The scorching heat of the sun, upon a dry and sandy country, makes the air insufferably hot. Ali having robbed me of my thermometer, I had no means of forming a comparative judgment; but in the middle of the day, when the beams of the vertical sun are seconded by the scorching wind from the desert, the ground is frequently heated to such a degree as not to be borne by the naked foot. Even the negro slaves will not run from one tent to another without their sandals. At this time of the day the Moors lie stretched at length in their tents, either asleep, or unwilling to move; and I have often felt the wind so hot, that I could not hold my hand in the current of air which came through the crevices of my hut without feeling sensible pain.
April. 8. — This day the wind blew from the south-west; and in the night there was a heavy shower of rain, accompanied with thunder and lightning.

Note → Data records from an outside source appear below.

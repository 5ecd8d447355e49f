// SPDX-License-Identifier: GPL-3.0-or-later
// src/config.rs
//
// Global configuration for the application with cosmic-config support.

use cosmic::cosmic_config::{self, CosmicConfigEntry, cosmic_config_derive::CosmicConfigEntry};
use std::path::PathBuf;

/// Global configuration for the application.
#[derive(Debug, Clone, CosmicConfigEntry, PartialEq)]
#[version = 1]
pub struct AppConfig {
    /// Optional directory offered as the initial image path.
    pub default_image_dir: Option<PathBuf>,
    /// Clamp manually entered crop values to the image size.
    pub clamp_crop_values: bool,
    /// Opacity of the dimming fill drawn while cropping is disabled.
    pub dim_alpha: f32,
    /// Enable cropping as soon as an image loads.
    pub enable_on_load: bool,
}

impl Default for AppConfig {
    fn default() -> Self {
        Self {
            default_image_dir: dirs::picture_dir().or_else(dirs::home_dir),
            clamp_crop_values: false,
            dim_alpha: 0.5,
            enable_on_load: true,
        }
    }
}
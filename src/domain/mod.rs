// SPDX-License-Identifier: GPL-3.0-or-later
// src/domain/mod.rs
//
// Domain layer: pure data and arithmetic, no UI concerns.

pub mod crop;
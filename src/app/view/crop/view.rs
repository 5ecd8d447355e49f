// SPDX-License-Identifier: GPL-3.0-or-later
// src/app/view/crop/view.rs
//
// Crop view state: image fit, marker rectangle, crop margins and dragging.

use std::fmt;
use std::path::Path;

use crate::app::document::{ImageHandle, RasterImage};
use crate::app::view::crop::listener::CropListener;
use crate::domain::crop::{
    CropMargins, Fit, Point, Rect, Size, fit_rect, margins_from_marker, marker_from_margins,
};

/// Mouse buttons as seen by the crop view.
#[derive(Debug, Clone, Copy, PartialEq, Eq)]
pub enum PointerButton {
    Primary,
    Secondary,
    Other,
}

/// Pointer interaction state.
#[derive(Debug, Clone, Copy, PartialEq, Default)]
pub enum DragState {
    #[default]
    Idle,
    /// A marker is being dragged out from `anchor`.
    Dragging { anchor: Point },
}

/// What the host should paint for the current frame.
#[derive(Debug, Clone, Copy, PartialEq)]
pub struct CropPaint {
    /// Target rectangle of the scaled image.
    pub image_rect: Rect,
    /// Marker outline, present when any margin is nonzero.
    pub marker: Option<Rect>,
    /// Dimming fill, present while the view is disabled.
    pub dim: Option<Rect>,
}

/// Image view with a draggable crop marker.
///
/// All geometry lives in view space relative to the widget's top-left
/// corner. The marker is always derived from the drawing rect, the resize
/// factor and the margins.
pub struct CropView {
    image: Option<RasterImage>,
    bounds: Size,
    fit: Fit,
    marker: Rect,
    margins: CropMargins,
    enabled: bool,
    drag: DragState,
    redraw: bool,
    listener: Option<Box<dyn CropListener>>,
}

impl Default for CropView {
    fn default() -> Self {
        Self::new()
    }
}

impl fmt::Debug for CropView {
    fn fmt(&self, f: &mut fmt::Formatter<'_>) -> fmt::Result {
        f.debug_struct("CropView")
            .field("image", &self.image_size())
            .field("bounds", &self.bounds)
            .field("fit", &self.fit)
            .field("marker", &self.marker)
            .field("margins", &self.margins)
            .field("enabled", &self.enabled)
            .field("drag", &self.drag)
            .field("redraw", &self.redraw)
            .finish_non_exhaustive()
    }
}

impl CropView {
    /// Empty view: no image, zero margins, disabled.
    pub fn new() -> Self {
        Self {
            image: None,
            bounds: Size::default(),
            fit: Fit::default(),
            marker: Rect::default(),
            margins: CropMargins::default(),
            enabled: false,
            drag: DragState::Idle,
            redraw: false,
            listener: None,
        }
    }

    /// Register the receiver of drag updates, replacing any previous one.
    pub fn set_listener(&mut self, listener: impl CropListener + 'static) {
        self.listener = Some(Box::new(listener));
    }

    // =========================================================================
    // Image
    // =========================================================================

    /// Decode the image at `path` and display it.
    ///
    /// On failure the previously loaded image and all geometry are kept.
    pub fn load_image(&mut self, path: &Path) -> anyhow::Result<()> {
        let raster = RasterImage::open(path)?;
        log::info!(
            "loaded {} ({}x{})",
            path.display(),
            raster.dimensions().0,
            raster.dimensions().1
        );
        self.set_image(raster);
        Ok(())
    }

    /// Replace the displayed image with an already decoded one.
    pub fn set_image(&mut self, raster: RasterImage) {
        self.image = Some(raster);
        self.drag = DragState::Idle;
        self.update_drawing_rect();
        self.update_marker();
        self.redraw = true;
    }

    pub fn has_image(&self) -> bool {
        self.image.is_some()
    }

    pub fn image(&self) -> Option<&RasterImage> {
        self.image.as_ref()
    }

    pub fn handle(&self) -> Option<&ImageHandle> {
        self.image.as_ref().map(|raster| &raster.handle)
    }

    /// Natural size of the loaded image.
    pub fn image_size(&self) -> Option<(u32, u32)> {
        self.image.as_ref().map(RasterImage::dimensions)
    }

    // =========================================================================
    // Margins
    // =========================================================================

    pub fn set_left_crop(&mut self, left: i32) {
        self.margins.left = left;
        self.update_marker();
        self.redraw = true;
    }

    pub fn set_right_crop(&mut self, right: i32) {
        self.margins.right = right;
        self.update_marker();
        self.redraw = true;
    }

    pub fn set_top_crop(&mut self, top: i32) {
        self.margins.top = top;
        self.update_marker();
        self.redraw = true;
    }

    pub fn set_bottom_crop(&mut self, bottom: i32) {
        self.margins.bottom = bottom;
        self.update_marker();
        self.redraw = true;
    }

    pub fn set_margins(&mut self, margins: CropMargins) {
        self.margins = margins;
        self.update_marker();
        self.redraw = true;
    }

    pub fn margins(&self) -> CropMargins {
        self.margins
    }

    // =========================================================================
    // State
    // =========================================================================

    /// Toggle interactivity. Disabling ends an ongoing drag.
    pub fn set_enabled(&mut self, enabled: bool) {
        self.enabled = enabled;
        if !enabled {
            self.drag = DragState::Idle;
        }
        self.redraw = true;
    }

    pub fn is_enabled(&self) -> bool {
        self.enabled
    }

    /// The view's bounds changed.
    pub fn layout_changed(&mut self, bounds: Size) {
        self.bounds = bounds;
        if self.image.is_some() {
            self.update_drawing_rect();
            self.update_marker();
            self.redraw = true;
        }
    }

    pub fn bounds(&self) -> Size {
        self.bounds
    }

    pub fn drawing_rect(&self) -> Rect {
        self.fit.drawing_rect
    }

    #[cfg(test)]
    pub fn resize_factor(&self) -> f32 {
        self.fit.resize_factor
    }

    #[cfg(test)]
    pub fn marker_rect(&self) -> Rect {
        self.marker
    }

    #[cfg(test)]
    pub fn drag_state(&self) -> DragState {
        self.drag
    }

    /// True while a drag is active and moves outside the view must still
    /// be delivered.
    pub fn wants_pointer_history(&self) -> bool {
        matches!(self.drag, DragState::Dragging { .. })
    }

    /// Report whether the view changed since the last call, and clear it.
    pub fn take_redraw(&mut self) -> bool {
        std::mem::take(&mut self.redraw)
    }

    // =========================================================================
    // Rendering
    // =========================================================================

    /// Paint instructions for the current state, `None` without an image.
    pub fn paint(&self) -> Option<CropPaint> {
        self.image.as_ref()?;

        let image_rect = self.fit.drawing_rect;
        Some(CropPaint {
            image_rect,
            marker: (!self.margins.is_zero()).then_some(self.marker),
            dim: (!self.enabled).then_some(image_rect),
        })
    }

    // =========================================================================
    // Pointer input
    // =========================================================================

    /// Start a drag if the primary button went down over the image.
    ///
    /// Returns whether a drag was started.
    pub fn pointer_pressed(&mut self, point: Point, button: PointerButton) -> bool {
        if !self.enabled || self.image.is_none() {
            return false;
        }

        if button == PointerButton::Primary && self.fit.drawing_rect.contains(point) {
            log::debug!("mouse down at {}:{}", point.x, point.y);
            self.drag = DragState::Dragging { anchor: point };
            return true;
        }

        false
    }

    /// Extend the marker from the drag anchor to `point` and notify the
    /// listener. The point is clamped to the drawing rect.
    pub fn pointer_moved(&mut self, point: Point) -> Option<CropMargins> {
        let DragState::Dragging { anchor } = self.drag else {
            return None;
        };

        let drawing_rect = self.fit.drawing_rect;
        let drag_rect = Rect::from_corners(anchor, drawing_rect.clamp_point(point));
        self.margins = margins_from_marker(drawing_rect, self.fit.resize_factor, drag_rect);
        self.update_marker();
        self.redraw = true;

        log::trace!(
            "marker between {}:{} and {}:{}",
            anchor.x,
            anchor.y,
            point.x,
            point.y
        );

        if let Some(listener) = self.listener.as_mut() {
            listener.crop_changed(self.margins);
        }

        Some(self.margins)
    }

    /// Finish the drag, if one is active.
    pub fn pointer_released(&mut self, point: Point) {
        if self.wants_pointer_history() {
            self.drag = DragState::Idle;
            log::debug!("mouse up at {}:{}", point.x, point.y);
            log::debug!("cropping: {}", self.margins);
        }
    }

    /// The pointer was lost mid-drag (window unfocused, cursor left the
    /// window). Ends the drag keeping the margins of the last move.
    pub fn pointer_lost(&mut self) {
        if self.wants_pointer_history() {
            self.drag = DragState::Idle;
            log::debug!("pointer lost while dragging, keeping {}", self.margins);
        }
    }

    // =========================================================================
    // Geometry
    // =========================================================================

    #[allow(clippy::cast_precision_loss)]
    fn update_drawing_rect(&mut self) {
        let Some((width, height)) = self.image_size() else {
            return;
        };
        self.fit = fit_rect(
            Rect::from_size(self.bounds),
            Size::new(width as f32, height as f32),
        );
    }

    fn update_marker(&mut self) {
        if self.image.is_some() {
            self.marker =
                marker_from_margins(self.fit.drawing_rect, self.fit.resize_factor, self.margins);
        }
    }
}
// SPDX-License-Identifier: GPL-3.0-or-later
// src/app/view/mod.rs
//
// Top-level layout: canvas on the left, crop values panel on the right.

pub mod canvas;
pub mod crop;
pub mod panel;

use cosmic::Element;
use cosmic::iced::Length;
use cosmic::widget::row;

use crate::app::{AppMessage, AppModel};
use crate::config::AppConfig;

pub fn view<'a>(model: &'a AppModel, config: &'a AppConfig) -> Element<'a, AppMessage> {
    row()
        .push(canvas::view(model, config))
        .push(panel::view(model))
        .width(Length::Fill)
        .height(Length::Fill)
        .into()
}
// SPDX-License-Identifier: GPL-3.0-or-later
// src/app/view/panel.rs
//
// Side panel: image path, crop values, enable toggle and save action.

use cosmic::Element;
use cosmic::iced::Length;
use cosmic::widget::{self, button, column, row, text, text_input};

use crate::app::message::CropEdge;
use crate::app::{AppMessage, AppModel};
use crate::constant::PANEL_WIDTH;
use crate::fl;

pub fn view(model: &AppModel) -> Element<'_, AppMessage> {
    let path_row = row()
        .push(
            text_input(fl!("image-path"), &model.path_input)
                .on_input(AppMessage::PathInput)
                .width(Length::Fill),
        )
        .push(button::standard(fl!("load-image")).on_press(AppMessage::LoadPath))
        .spacing(8);

    let mut panel = column()
        .push(path_row)
        .push(text::heading(fl!("crop-values")))
        .push(crop_field(model, CropEdge::Left, fl!("crop-left")))
        .push(crop_field(model, CropEdge::Right, fl!("crop-right")))
        .push(crop_field(model, CropEdge::Top, fl!("crop-top")))
        .push(crop_field(model, CropEdge::Bottom, fl!("crop-bottom")))
        .push(
            widget::checkbox(fl!("enabled"), model.view.is_enabled())
                .on_toggle(AppMessage::SetEnabled),
        )
        .push(
            button::suggested(fl!("save-cropped"))
                .on_press_maybe(model.view.has_image().then_some(AppMessage::SaveCropped)),
        )
        .spacing(12)
        .padding(12)
        .width(Length::Fixed(PANEL_WIDTH));

    if let Some(status) = &model.status {
        panel = panel.push(text::body(status.clone()));
    }

    if let Some(error) = &model.error {
        panel = panel.push(button::text(error.clone()).on_press(AppMessage::ClearError));
    }

    panel.into()
}

fn crop_field(model: &AppModel, edge: CropEdge, label: String) -> Element<'_, AppMessage> {
    row()
        .push(text::body(label).width(Length::Fixed(64.0)))
        .push(
            text_input("0", model.crop_inputs.get(edge))
                .on_input(move |value| AppMessage::CropInput(edge, value))
                .width(Length::Fill),
        )
        .spacing(8)
        .into()
}
// SPDX-License-Identifier: GPL-3.0-or-later
// src/app/view/crop/mod.rs
//
// Crop view module: view state, listener and the overlay widget.

mod listener;
mod overlay;
mod view;

pub use overlay::crop_overlay;
pub use view::{CropView, PointerButton};
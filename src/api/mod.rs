//! Read-only access to the remote character catalog.
//!
//! The remote API has no write endpoints; local edits live in the
//! [`crate::overlay::Overlay`] instead.

pub mod http;

use std::future::Future;

use thiserror::Error;

use crate::character::{Character, PageEnvelope};
use crate::types::{CharacterId, PageNumber};

pub use http::{DEFAULT_BASE_URL, HttpCatalogApi};

/// Failure of a single catalog request. Requests are never retried.
#[derive(Debug, Error)]
pub enum ApiError {
    /// Non-2xx response.
    #[error("HTTP {status} {status_text}")]
    Http {
        /// Status code.
        status: u16,
        /// Canonical reason phrase.
        status_text: String,
    },

    /// Connection, TLS, or body transfer failure.
    #[error("transport error: {0}")]
    Transport(#[from] reqwest::Error),

    /// Body was not the expected JSON shape.
    #[error("invalid response body: {0}")]
    Decode(#[from] serde_json::Error),
}

impl ApiError {
    /// HTTP status code, when the server answered.
    pub fn status(&self) -> Option<u16> {
        match self {
            ApiError::Http { status, .. } => Some(*status),
            _ => None,
        }
    }

    /// Returns true for a 404 response.
    pub fn is_not_found(&self) -> bool {
        self.status() == Some(404)
    }
}

/// Result alias for catalog requests.
pub type ApiResult<T> = std::result::Result<T, ApiError>;

/// Common interface for catalog backends.
pub trait CatalogApi: Send + Sync + 'static {
    /// Fetch one page of the listing, optionally filtered by name.
    fn list_characters(
        &self,
        page: PageNumber,
        name: &str,
    ) -> impl Future<Output = ApiResult<PageEnvelope>> + Send;

    /// Fetch a single record.
    fn get_character(&self, id: CharacterId)
    -> impl Future<Output = ApiResult<Character>> + Send;
}
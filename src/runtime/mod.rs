//! Single-writer catalog loop: owns the store, sequences fetches, debounces search.

/// Events broadcast by the loop.
pub mod events;
/// Handle, config, and command loop.
pub mod handle;
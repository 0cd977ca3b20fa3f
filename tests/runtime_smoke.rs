use std::{
    sync::{Arc, Mutex},
    time::Duration,
};

use tokio::sync::broadcast;

use catalog_overlay::{
    api::{ApiError, ApiResult, CatalogApi},
    character::{Character, CharacterDraft, PageEnvelope, PageInfo},
    controller::detail::{AutoConfirm, DetailExit, DetailSource, Presentation},
    core::store::CatalogStore,
    routes::Route,
    runtime::{
        events::CatalogEvent,
        handle::{RuntimeConfig, RuntimeError, spawn_catalog},
    },
    types::{CharacterStatus, PageNumber},
};

const PAGE_SIZE: u64 = 2;
const TOTAL_PAGES: u32 = 3;

#[derive(Default)]
struct FakeApi {
    calls: Mutex<Vec<(PageNumber, String)>>,
}

impl FakeApi {
    fn calls(&self) -> Vec<(PageNumber, String)> {
        self.calls.lock().expect("lock").clone()
    }
}

fn rec(id: u64, prefix: &str) -> Character {
    Character {
        id,
        name: format!("{prefix}{id}"),
        status: CharacterStatus::Alive,
        species: "Human".to_string(),
        image: format!("https://img/{id}.jpeg"),
    }
}

impl CatalogApi for FakeApi {
    async fn list_characters(&self, page: PageNumber, name: &str) -> ApiResult<PageEnvelope> {
        self.calls.lock().expect("lock").push((page, name.to_string()));
        let first = u64::from(page - 1) * PAGE_SIZE + 1;
        Ok(PageEnvelope {
            info: PageInfo {
                count: PAGE_SIZE * u64::from(TOTAL_PAGES),
                pages: TOTAL_PAGES,
                next: None,
                prev: None,
            },
            results: (first..first + PAGE_SIZE).map(|id| rec(id, name)).collect(),
        })
    }

    async fn get_character(&self, id: u64) -> ApiResult<Character> {
        if id < 1000 {
            Ok(rec(id, "remote-"))
        } else {
            Err(ApiError::Http {
                status: 404,
                status_text: "Not Found".to_string(),
            })
        }
    }
}

async fn wait_for(
    sub: &mut broadcast::Receiver<CatalogEvent>,
    pred: impl Fn(&CatalogEvent) -> bool,
) -> CatalogEvent {
    loop {
        let evt = tokio::time::timeout(Duration::from_secs(5), sub.recv())
            .await
            .expect("event")
            .expect("recv");
        if pred(&evt) {
            return evt;
        }
    }
}

fn ids(list: &[Character]) -> Vec<u64> {
    list.iter().map(|c| c.id).collect()
}

#[tokio::test(start_paused = true)]
async fn initial_load_then_near_end_appends() {
    let api = Arc::new(FakeApi::default());
    let handle = spawn_catalog(CatalogStore::new(), Arc::clone(&api), RuntimeConfig::default());
    let mut sub = handle.subscribe();

    wait_for(&mut sub, |e| matches!(e, CatalogEvent::ListReplaced { len: 2 })).await;
    assert_eq!(ids(&handle.filtered().await.expect("filtered")), vec![1, 2]);

    assert!(handle.near_end().await.expect("near end"));
    let evt = wait_for(&mut sub, |e| matches!(e, CatalogEvent::PageAppended { .. })).await;
    assert_eq!(evt, CatalogEvent::PageAppended { page: 2, added: 2 });

    let cursor = handle.cursor().await.expect("cursor");
    assert_eq!(cursor.page(), 2);
    assert!(cursor.has_more());
    assert_eq!(ids(&handle.filtered().await.expect("filtered")), vec![1, 2, 3, 4]);

    handle.shutdown().await.expect("shutdown");
}

#[tokio::test(start_paused = true)]
async fn search_is_debounced_and_distinct() {
    let api = Arc::new(FakeApi::default());
    let handle = spawn_catalog(CatalogStore::new(), Arc::clone(&api), RuntimeConfig::default());
    let mut sub = handle.subscribe();
    wait_for(&mut sub, |e| matches!(e, CatalogEvent::ListReplaced { .. })).await;

    for text in ["r", "ri", "ric", "rick"] {
        handle.search(text).await.expect("search");
        tokio::time::sleep(Duration::from_millis(100)).await;
    }
    let settled = wait_for(&mut sub, |e| matches!(e, CatalogEvent::QuerySettled { .. })).await;
    assert_eq!(settled, CatalogEvent::QuerySettled { query: "rick".into() });
    wait_for(&mut sub, |e| matches!(e, CatalogEvent::ListReplaced { .. })).await;

    assert_eq!(api.calls(), vec![(1, String::new()), (1, "rick".to_string())]);
    let visible = handle.filtered().await.expect("filtered");
    assert_eq!(visible[0].name, "rick1");

    handle.search("rick").await.expect("search again");
    tokio::time::sleep(Duration::from_millis(600)).await;
    assert_eq!(api.calls().len(), 2, "unchanged query is not refetched");

    handle.shutdown().await.expect("shutdown");
}

#[tokio::test(start_paused = true)]
async fn detail_resolves_locally_then_remotely() {
    let api = Arc::new(FakeApi::default());
    let handle = spawn_catalog(CatalogStore::new(), api, RuntimeConfig::default());
    let mut sub = handle.subscribe();
    wait_for(&mut sub, |e| matches!(e, CatalogEvent::ListReplaced { .. })).await;

    let local = handle
        .resolve_detail(DetailSource::Route("2".into()))
        .await
        .expect("resolve");
    assert_eq!(local.map(|c| c.name), Some("2".to_string()));

    let remote = handle
        .resolve_detail(DetailSource::Route("500".into()))
        .await
        .expect("resolve");
    assert_eq!(remote.map(|c| c.name), Some("remote-500".to_string()));

    let missing = handle
        .resolve_detail(DetailSource::Route("5000".into()))
        .await
        .expect("resolve");
    assert!(missing.is_none());

    let garbage = handle
        .resolve_detail(DetailSource::Route("abc".into()))
        .await
        .expect("resolve");
    assert!(garbage.is_none());

    let inline = rec(42, "inline-");
    let resolved = handle
        .resolve_detail(DetailSource::Inline(inline.clone()))
        .await
        .expect("resolve");
    assert_eq!(resolved, Some(inline));

    handle.shutdown().await.expect("shutdown");
}

#[tokio::test(start_paused = true)]
async fn form_and_delete_workflows_emit_events() {
    let api = Arc::new(FakeApi::default());
    let handle = spawn_catalog(CatalogStore::new(), api, RuntimeConfig::default());
    let mut sub = handle.subscribe();
    wait_for(&mut sub, |e| matches!(e, CatalogEvent::ListReplaced { .. })).await;

    let created = handle
        .create(CharacterDraft {
            name: "Squanchy".to_string(),
            status: CharacterStatus::Alive,
            species: "Cat".to_string(),
            image: "s.png".to_string(),
        })
        .await
        .expect("create");
    assert_eq!(created.id, 3);
    assert_eq!(
        wait_for(&mut sub, |e| matches!(e, CatalogEvent::Created { .. })).await,
        CatalogEvent::Created { id: 3 }
    );

    let mut form = handle.edit_form(3).await.expect("form");
    assert_eq!(form.name, "Squanchy");
    form.name = "Squanchy Jr".to_string();
    let route = handle.submit(&mut form).await.expect("submit");
    assert_eq!(route, Some(Route::detail(3)));
    assert_eq!(
        wait_for(&mut sub, |e| matches!(e, CatalogEvent::Updated { .. })).await,
        CatalogEvent::Updated { id: 3 }
    );

    form.name.clear();
    assert_eq!(handle.submit(&mut form).await.expect("submit"), None);

    let mut decline = |_: &str| false;
    let exit = handle
        .remove(3, &mut decline, Presentation::Routed)
        .await
        .expect("remove");
    assert!(exit.is_none());
    assert!(handle.find(3).await.expect("find").is_some());

    let exit = handle
        .remove(3, &mut AutoConfirm, Presentation::Routed)
        .await
        .expect("remove");
    assert_eq!(exit, Some(DetailExit::Navigate(Route::List)));
    assert!(handle.find(3).await.expect("find").is_none());
    assert_eq!(
        wait_for(&mut sub, |e| matches!(e, CatalogEvent::Deleted { .. })).await,
        CatalogEvent::Deleted { id: 3 }
    );

    let visible = handle.filtered().await.expect("filtered");
    assert_eq!(ids(&visible), vec![1, 2]);

    handle.shutdown().await.expect("shutdown");
}

#[tokio::test(start_paused = true)]
async fn edit_of_unknown_id_emits_no_update() {
    let api = Arc::new(FakeApi::default());
    let handle = spawn_catalog(CatalogStore::new(), api, RuntimeConfig::default());
    let mut sub = handle.subscribe();
    wait_for(&mut sub, |e| matches!(e, CatalogEvent::ListReplaced { .. })).await;

    let mut form = handle.edit_form(77).await.expect("form");
    assert!(form.name.is_empty());
    form.name = "Ghost".to_string();
    form.species = "Unknown".to_string();
    form.image = "g.png".to_string();

    let route = handle.submit(&mut form).await.expect("submit");
    assert_eq!(route, Some(Route::detail(77)));
    assert!(handle.find(77).await.expect("find").is_none());

    handle.delete(99).await.expect("delete");
    let next = tokio::time::timeout(Duration::from_secs(1), sub.recv())
        .await
        .expect("event")
        .expect("recv");
    assert_eq!(next, CatalogEvent::Deleted { id: 99 });

    handle.shutdown().await.expect("shutdown");
}

#[tokio::test]
async fn calls_after_shutdown_report_closed_channel() {
    let config = RuntimeConfig {
        reload_on_start: false,
        ..RuntimeConfig::default()
    };
    let handle = spawn_catalog(CatalogStore::new(), Arc::new(FakeApi::default()), config);
    handle.shutdown().await.expect("shutdown");

    let err = handle.find(1).await.expect_err("closed");
    assert!(matches!(err, RuntimeError::ChannelClosed));
}
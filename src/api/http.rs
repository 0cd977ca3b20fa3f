//! reqwest-backed catalog client.

use reqwest::Client;
use serde::de::DeserializeOwned;
use tracing::debug;

use crate::character::{Character, PageEnvelope};
use crate::types::{CharacterId, PageNumber};

use super::{ApiError, ApiResult, CatalogApi};

/// Public Rick and Morty API root.
pub const DEFAULT_BASE_URL: &str = "https://rickandmortyapi.com/api";

/// HTTP implementation of [`CatalogApi`].
#[derive(Debug, Clone)]
pub struct HttpCatalogApi {
    client: Client,
    base_url: String,
}

impl Default for HttpCatalogApi {
    fn default() -> Self {
        Self::new(DEFAULT_BASE_URL)
    }
}

impl HttpCatalogApi {
    /// Client with a fresh reqwest [`Client`] against `base_url`.
    pub fn new(base_url: impl Into<String>) -> Self {
        Self::with_client(Client::new(), base_url)
    }

    /// Client reusing `client`. Trailing slashes on `base_url` are dropped.
    pub fn with_client(client: Client, base_url: impl Into<String>) -> Self {
        let base_url = base_url.into().trim_end_matches('/').to_string();
        Self { client, base_url }
    }

    /// API root without a trailing slash.
    pub fn base_url(&self) -> &str {
        &self.base_url
    }

    /// `{base}/character/?page=N`, plus `&name=` only for a non-empty filter.
    pub fn list_url(&self, page: PageNumber, name: &str) -> String {
        let mut url = format!("{}/character/?page={}", self.base_url, page);
        if !name.is_empty() {
            url.push_str("&name=");
            url.push_str(&urlencoding::encode(name));
        }
        url
    }

    /// `{base}/character/{id}`
    pub fn character_url(&self, id: CharacterId) -> String {
        format!("{}/character/{}", self.base_url, id)
    }

    async fn get_json<T: DeserializeOwned>(&self, url: String) -> ApiResult<T> {
        debug!(%url, "catalog request");
        let response = self.client.get(&url).send().await?;
        let status = response.status();
        if !status.is_success() {
            return Err(ApiError::Http {
                status: status.as_u16(),
                status_text: status.canonical_reason().unwrap_or("").to_string(),
            });
        }
        let body = response.bytes().await?;
        Ok(serde_json::from_slice(&body)?)
    }
}

impl CatalogApi for HttpCatalogApi {
    async fn list_characters(&self, page: PageNumber, name: &str) -> ApiResult<PageEnvelope> {
        self.get_json(self.list_url(page, name)).await
    }

    async fn get_character(&self, id: CharacterId) -> ApiResult<Character> {
        self.get_json(self.character_url(id)).await
    }
}

#[cfg(test)]
mod tests {
    use super::*;

    #[test]
    fn list_url_omits_empty_name() {
        let api = HttpCatalogApi::new("https://example.test/api/");
        assert_eq!(api.list_url(1, ""), "https://example.test/api/character/?page=1");
    }

    #[test]
    fn list_url_percent_encodes_name() {
        let api = HttpCatalogApi::new("https://example.test/api");
        assert_eq!(
            api.list_url(2, "rick & morty"),
            "https://example.test/api/character/?page=2&name=rick%20%26%20morty"
        );
    }

    #[test]
    fn character_url_uses_id_segment() {
        let api = HttpCatalogApi::default();
        assert_eq!(
            api.character_url(42),
            "https://rickandmortyapi.com/api/character/42"
        );
    }
}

April 10. — In the evening the tabala, or large drum, was beat to announce a wedding, which was held at one of the neighbouring tents. A great number of people of both sexes assembled, but without that mirth and hilarity which take place at a negro wedding. Here was neither singing nor dancing, nor any other amusement that I could perceive. A woman was beating the drum, and the other women joining at times like a chorus, by setting up a shrill scream, and at the same time moving their tongues from one side of the mouth to the other with great celerity. I was soon tired, and had returned into my hut, where I was sitting almost asleep, when an old woman entered with a wooden bowl in her hand, and signified that she had brought me a present from the bride. Before I could recover from the surprise which this message created, the woman discharged tine contents of the bowl full in my face. Finding that it was the same sort of holy water with which, among the Hottentots, a priest is said to sprinkle a newly-married couple, I began to suspect that the old lady was actuated by mischief or malice; but she gave me seriously to understand that it was a nuptial benediction from the bride’s own person, and which, on such occasions, is always received by the young unmarried Moors as a mark of distinguished favour. This being the case, I wiped my face, and sent my acknowledgments to the lady. The wedding drum continued to beat, and the women to sing, or rather whistle, all night. About nine in the morning the bride was brought in state from her mother’s tent, attended by a number of women who carried her tent (a present from the husband), some bearing up the poles, others holding by the strings; and in this manner they marched, whistling as formerly, until they came to the place appointed for her residence, where they pitched the tent. The husband followed, with a number of men, leading four bullocks, which they tied to the tent strings; and having killed another, and distributed the beef among the people, the ceremony was concluded.